Figure 4. Anatomical and Nociceptive Defects in Hoxb8 Mutant Mice.

(A and B) Spinal cord sections at cervical levels in (A) wild-type mice and (B) Hoxb8 mutants stained with anti-NeuN antibody. These sections are representative of wild-type and Hoxb8 mutant sections taken along the spinal cord from C4 through the lumbar region L5. Neuron counts are decreased and the remaining interneurons noticeably disorganized in the mutant spinal laminae. (C) The latency of response to heat at 53°C, was significantly increased in Hoxb8 mutants. White bar, control siblings; black bar, Hoxb8 mutant mice.

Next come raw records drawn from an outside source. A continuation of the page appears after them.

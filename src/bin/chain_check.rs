//! Binary to resolve an option chain against the analytics backend and print
//! the grouped strike rows for inspection.
//!
//! # Usage
//!
//! ```sh
//! export OICHAIN_MACHINE="M124"            # or OICHAIN_BASE_URL=http://host:5000
//! export OICHAIN_SYMBOL="NIFTY"            # optional overrides, applied in order
//! export OICHAIN_EXPIRY="27MAR2025"
//! export OICHAIN_MULTIPLE="100"            # optional: toggle multiples of 100/200/500
//! cargo run --bin chain_check --features cli
//! ```

use std::env;

use oichain_rs::client::ChainClientBuilder;
use oichain_rs::constants::STRIKE_MULTIPLES;
use oichain_rs::error::ChainError;
use oichain_rs::types::{Level, Trend};
use oichain_rs::{OptionChainView, Resolver};

#[tokio::main]
async fn main() -> oichain_rs::error::Result<()> {
    tracing_subscriber::fmt()
        .with_env_filter(
            tracing_subscriber::EnvFilter::try_from_default_env()
                .unwrap_or_else(|_| tracing_subscriber::EnvFilter::new("info")),
        )
        .init();

    let mut builder = ChainClientBuilder::new();
    if let Ok(url) = env::var("OICHAIN_BASE_URL") {
        builder = builder.base_url(url);
    } else if let Ok(machine) = env::var("OICHAIN_MACHINE") {
        builder = builder.machine(&machine)?;
    }
    let client = builder.build()?;
    println!("Resolving option chain against {}…", client.base_url());

    let resolver = Resolver::new(client);
    resolver.start().await;

    let overrides = [
        (Level::Symbol, "OICHAIN_SYMBOL"),
        (Level::Expiry, "OICHAIN_EXPIRY"),
        (Level::Date, "OICHAIN_DATE"),
        (Level::Time, "OICHAIN_TIME"),
    ];
    for (level, var) in overrides {
        if let Ok(value) = env::var(var) {
            println!("Selecting {level} = {value}");
            resolver.select(level, value).await?;
        }
    }

    if let Ok(raw) = env::var("OICHAIN_MULTIPLE") {
        let n: u32 = raw.trim().parse().map_err(|_| {
            ChainError::InvalidArgument(format!(
                "OICHAIN_MULTIPLE must be one of {STRIKE_MULTIPLES:?}, got {raw:?}"
            ))
        })?;
        println!("Toggling strikes that are multiples of {n}");
        resolver
            .with_view(|view| view.select_multiples_of(n))
            .await
            .transpose()?;
    }

    let snapshot = resolver.snapshot().await;
    for (level, state) in snapshot.chain.levels() {
        println!(
            "{level:>6}: {:<12} {:?} ({} candidates)",
            state.selected().unwrap_or("-"),
            state.status(),
            state.candidates().len()
        );
    }

    match &snapshot.view {
        Some(view) => print_view(view),
        None => println!("\nNo option chain for this selection."),
    }

    for advisory in resolver.take_advisories().await {
        eprintln!("⚠  {}", advisory.message);
    }

    Ok(())
}

fn print_view(view: &OptionChainView) {
    println!(
        "\n{}{}",
        view.tuple(),
        if view.is_fallback() { " (Using Fallback Data)" } else { "" }
    );
    match view.reference_price() {
        Some(price) => println!("Underlying: {price:.2}"),
        None => println!("Underlying: N/A"),
    }
    if view.is_empty() {
        println!("No data for this selection.");
        return;
    }

    println!(
        "\n{:>12} {:>10} | {:^10} | {:<10} {:<12}",
        "CE OI", "CE LTP", "STRIKE", "PE LTP", "PE OI"
    );
    let cell = |v: Option<f64>, precision: usize| match v {
        Some(v) => format!("{v:.precision$}"),
        None => "N/A".to_owned(),
    };
    let ltp = |record: Option<&oichain_rs::types::option_chain::ContractRecord>| match record {
        Some(r) => {
            let arrow = match Trend::of(r.change_in_ltp) {
                Trend::Up => "▲",
                Trend::Down => "▼",
                Trend::Flat => " ",
            };
            format!("{:.2}{arrow}", r.ltp)
        }
        None => "N/A".to_owned(),
    };
    for row in view.visible_rows() {
        println!(
            "{:>12} {:>10} | {:^10} | {:<10} {:<12}",
            cell(row.call().map(|r| r.open_interest), 0),
            ltp(row.call()),
            row.strike(),
            ltp(row.put()),
            cell(row.put().map(|r| r.open_interest), 0),
        );
    }
}
//! Substitute data shown when a lookup fails.
//!
//! Fallback data only keeps the dashboard populated; it is never preferred
//! over a live response. [`DemoFallback`] is deterministic: the same inputs
//! always produce the same output.

use chrono::{Duration, NaiveDate, NaiveDateTime};

use crate::types::enums::{Level, OptionPosition, OptionType};
use crate::types::option_chain::{ContractRecord, ResolvedTuple, StrikeKey};
use crate::types::strike_history::StrikeSnapshot;

/// Supplies a same-shaped substitute for every failed lookup.
pub trait FallbackDataProvider: Send + Sync + 'static {
    /// Non-empty substitute candidates for `level`.
    fn candidates(&self, level: Level, upstream: &[String]) -> Vec<String>;

    /// Substitute contract records for a resolved tuple.
    fn contract_records(&self, tuple: &ResolvedTuple) -> Vec<ContractRecord>;

    /// Substitute time series for one strike, most recent first.
    fn strike_history(&self, symbol: &str, expiry: &str, strike: &StrikeKey) -> Vec<StrikeSnapshot>;
}

// ---------------------------------------------------------------------------
// Demo data
// ---------------------------------------------------------------------------

const DEMO_SYMBOLS: &[&str] = &["NIFTY", "BANKNIFTY", "FINNIFTY"];
const DEMO_EXPIRIES: &[&str] = &["06MAR2025", "13MAR2025", "27MAR2025"];
/// Most recent first.
const DEMO_DATES: &[&str] = &["20250304", "20250303", "20250302", "20250301", "20250228"];

/// Strikes on each side of the at-the-money strike.
const STRIKES_EACH_SIDE: i64 = 10;
/// Samples in a strike-history series.
const HISTORY_SAMPLES: i64 = 10;
const HISTORY_SPACING_MINUTES: i64 = 30;

/// Deterministic demo data shaped like the live payloads.
#[derive(Debug, Clone, Copy, Default)]
pub struct DemoFallback;

impl DemoFallback {
    /// Intraday sample times, 09:15 to 15:30 every 15 minutes.
    fn times() -> Vec<String> {
        (0..26)
            .map(|i| {
                let minutes = 9 * 60 + 15 + i * 15;
                format!("{:02}:{:02}", minutes / 60, minutes % 60)
            })
            .collect()
    }

    /// Spot level and strike step for a symbol.
    fn profile(symbol: &str) -> (f64, f64) {
        match symbol {
            "NIFTY" => (22_400.0, 50.0),
            "BANKNIFTY" => (48_000.0, 100.0),
            "FINNIFTY" => (23_500.0, 50.0),
            _ => (1_000.0, 10.0),
        }
    }

    /// Small deterministic wobble in `[-1, 1]` derived from a seed.
    fn wobble(seed: i64) -> f64 {
        ((seed * 37 + 11).rem_euclid(21) - 10) as f64 / 10.0
    }
}

impl FallbackDataProvider for DemoFallback {
    fn candidates(&self, level: Level, _upstream: &[String]) -> Vec<String> {
        let owned = |v: &[&str]| v.iter().map(|s| (*s).to_owned()).collect();
        match level {
            Level::Symbol => owned(DEMO_SYMBOLS),
            Level::Expiry => owned(DEMO_EXPIRIES),
            Level::Date => owned(DEMO_DATES),
            Level::Time => Self::times(),
        }
    }

    fn contract_records(&self, tuple: &ResolvedTuple) -> Vec<ContractRecord> {
        let (spot, step) = Self::profile(&tuple.symbol);
        let underlying = spot + step / 4.0;
        let mut records = Vec::with_capacity((STRIKES_EACH_SIDE as usize * 2 + 1) * 2);
        for i in -STRIKES_EACH_SIDE..=STRIKES_EACH_SIDE {
            let strike = spot + i as f64 * step;
            for option_type in [OptionType::CE, OptionType::PE] {
                records.push(demo_record(
                    &tuple.symbol,
                    &tuple.expiry,
                    strike,
                    option_type,
                    underlying,
                    i,
                ));
            }
        }
        records
    }

    fn strike_history(&self, symbol: &str, expiry: &str, strike: &StrikeKey) -> Vec<StrikeSnapshot> {
        let (spot, step) = Self::profile(symbol);
        let strike_value = strike.value().unwrap_or(spot);
        let anchor = demo_anchor();
        (0..HISTORY_SAMPLES)
            .map(|i| {
                let at = anchor - Duration::minutes(i * HISTORY_SPACING_MINUTES);
                let underlying = strike_value + Self::wobble(i) * 2.0 * step;
                let offset = ((strike_value - spot) / step).round() as i64;
                let seed = offset + i;
                let mut ce = demo_record(symbol, expiry, strike_value, OptionType::CE, underlying, seed);
                let mut pe = demo_record(symbol, expiry, strike_value, OptionType::PE, underlying, seed);
                ce.strike_price = strike.clone();
                pe.strike_price = strike.clone();
                StrikeSnapshot {
                    timestamp: at.format("%Y-%m-%d %H:%M:%S").to_string(),
                    at: Some(at),
                    ce: Some(ce),
                    pe: Some(pe),
                }
            })
            .collect()
    }
}

/// Most recent demo sample time: the close of the latest demo date.
fn demo_anchor() -> NaiveDateTime {
    NaiveDate::from_ymd_opt(2025, 3, 4)
        .and_then(|d| d.and_hms_opt(15, 30, 0))
        .unwrap_or_default()
}

/// One demo contract. `seed` varies the numbers between strikes.
fn demo_record(
    symbol: &str,
    expiry: &str,
    strike: f64,
    option_type: OptionType,
    underlying: f64,
    seed: i64,
) -> ContractRecord {
    let distance = seed.unsigned_abs() as f64;
    let intrinsic = match option_type {
        OptionType::CE => (underlying - strike).max(0.0),
        OptionType::PE => (strike - underlying).max(0.0),
    };
    let side_seed = seed * 2 + i64::from(option_type == OptionType::PE);
    let wobble = DemoFallback::wobble(side_seed);
    let open_interest = 50_000.0 + (STRIKES_EACH_SIDE as f64 - distance).max(0.0) * 25_000.0;
    let trade_volume = 10_000.0 + open_interest / 5.0;
    let buy = 5_000.0 + open_interest / 20.0;
    let sell = 5_000.0 + open_interest / 25.0;
    let ltp = ((intrinsic + 5.0 + (STRIKES_EACH_SIDE as f64 - distance).max(0.0) * 4.0) * 100.0)
        .round()
        / 100.0;
    let strike_key = StrikeKey::from_f64(strike);
    let token = 45_000 + side_seed.rem_euclid(1_000);

    ContractRecord {
        symbol: format!("{symbol}{expiry}{strike_key}{option_type}"),
        token: token.to_string(),
        option_position: Some(OptionPosition::derive(option_type, strike, underlying)),
        strike_price: strike_key,
        option_type,
        open_interest,
        change_in_open_interest: (wobble * 10_000.0).round(),
        trade_volume,
        change_in_trade_volume: (wobble * 2_500.0).round(),
        total_buy_quantity: buy,
        change_in_total_buy_quantity: (wobble * 5_000.0).round(),
        total_sell_quantity: sell,
        change_in_total_sell_quantity: (-wobble * 5_000.0).round(),
        ltp,
        change_in_ltp: (wobble * 3.0 * 100.0).round() / 100.0,
        index_ltp: underlying,
        change_in_index_ltp: 0.0,
    }
}

#[cfg(test)]
mod tests {
    use super::*;

    fn tuple() -> ResolvedTuple {
        ResolvedTuple {
            symbol: "NIFTY".into(),
            expiry: "27MAR2025".into(),
            date: "20250304".into(),
            time: "09:15".into(),
        }
    }

    #[test]
    fn every_level_has_candidates() {
        for level in Level::ALL {
            assert!(!DemoFallback.candidates(level, &[]).is_empty(), "{level}");
        }
        let times = DemoFallback.candidates(Level::Time, &[]);
        assert_eq!(times.first().map(String::as_str), Some("09:15"));
        assert_eq!(times.last().map(String::as_str), Some("15:30"));
    }

    #[test]
    fn records_are_deterministic_and_paired() {
        let a = DemoFallback.contract_records(&tuple());
        let b = DemoFallback.contract_records(&tuple());
        assert_eq!(a, b);
        assert_eq!(a.len(), 42);
        assert!(a.iter().all(|r| r.index_ltp == a[0].index_ltp));
    }

    #[test]
    fn history_is_most_recent_first() {
        let history = DemoFallback.strike_history("NIFTY", "27MAR2025", &StrikeKey::from(22_400_u32));
        assert_eq!(history.len(), 10);
        assert!(history.windows(2).all(|w| w[0].at > w[1].at));
        assert_eq!(history[0].timestamp, "2025-03-04 15:30:00");
    }
}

Columns represent the mean ± 1SEM. (D - K) Anatomical defects in dorsal spinal cord of Hoxb8 mutant mice. Spinal cord sections shown at L4-L5 from (D-F) wild-type mice and (G-I) Hoxb8 mutant mice. The spinal cord sections were labeled with a marker for nociceptive sensory fibers (CGRP), and with interneuron markers for lamina I and II (calbindin and calretinin). The number of interneurons in laminae I and II, are decreased and disorganized in Hoxb8 mutant mice relative to wild-type mice. Scale bar (D – I). 100μM. See supplemental Figure 4.